How to complete this task – Work through the data below and state how many lines contain "with", giving that number alone.

Task inputs –
........

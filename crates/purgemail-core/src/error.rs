//! Error types for the core library.

use thiserror::Error;

/// Failure of a single Gmail API call.
#[derive(Debug, Error)]
pub enum ApiError {
    /// The session could not produce an access token.
    #[error("Authorization error: {0}")]
    Auth(#[from] purgemail_oauth::Error),

    /// The request could not be sent or the response not read.
    #[error("HTTP error: {0}")]
    Http(#[from] reqwest::Error),

    /// A request URL could not be built.
    #[error("URL error: {0}")]
    Url(#[from] url::ParseError),

    /// The API answered with a non-success status.
    #[error("Gmail API returned {status}: {message}")]
    Status {
        /// HTTP status code.
        status: u16,
        /// Message from the API error envelope, or the raw body.
        message: String,
    },
}

/// Errors that end a purge run, tagged with the stage that failed.
#[derive(Debug, Error)]
pub enum Error {
    /// Obtaining an authenticated session failed.
    #[error("Authorization failed: {0}")]
    Authorization(#[from] purgemail_oauth::Error),

    /// A listing call failed; nothing was deleted.
    #[error("Listing messages failed: {0}")]
    Listing(#[source] ApiError),

    /// A delete call failed part way through the run.
    ///
    /// Chunks deleted before the failure stay deleted.
    #[error(
        "Deleting messages failed after {deleted} of {total} messages \
         ({chunks_done} of {chunks_total} chunks) were deleted: {source}"
    )]
    Deletion {
        /// Messages deleted before the failure.
        deleted: usize,
        /// Messages the run set out to delete.
        total: usize,
        /// Chunks deleted before the failure.
        chunks_done: usize,
        /// Chunks in the run.
        chunks_total: usize,
        /// The failed call.
        #[source]
        source: ApiError,
    },
}

impl Error {
    /// Classifies a failed listing call; a token that could not be
    /// refreshed is an authorization failure, not a listing one.
    pub(crate) fn listing(source: ApiError) -> Self {
        match source {
            ApiError::Auth(e) => Self::Authorization(e),
            other => Self::Listing(other),
        }
    }
}

/// Result type alias using our Error type.
pub type Result<T> = std::result::Result<T, Error>;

........

Answer box – 2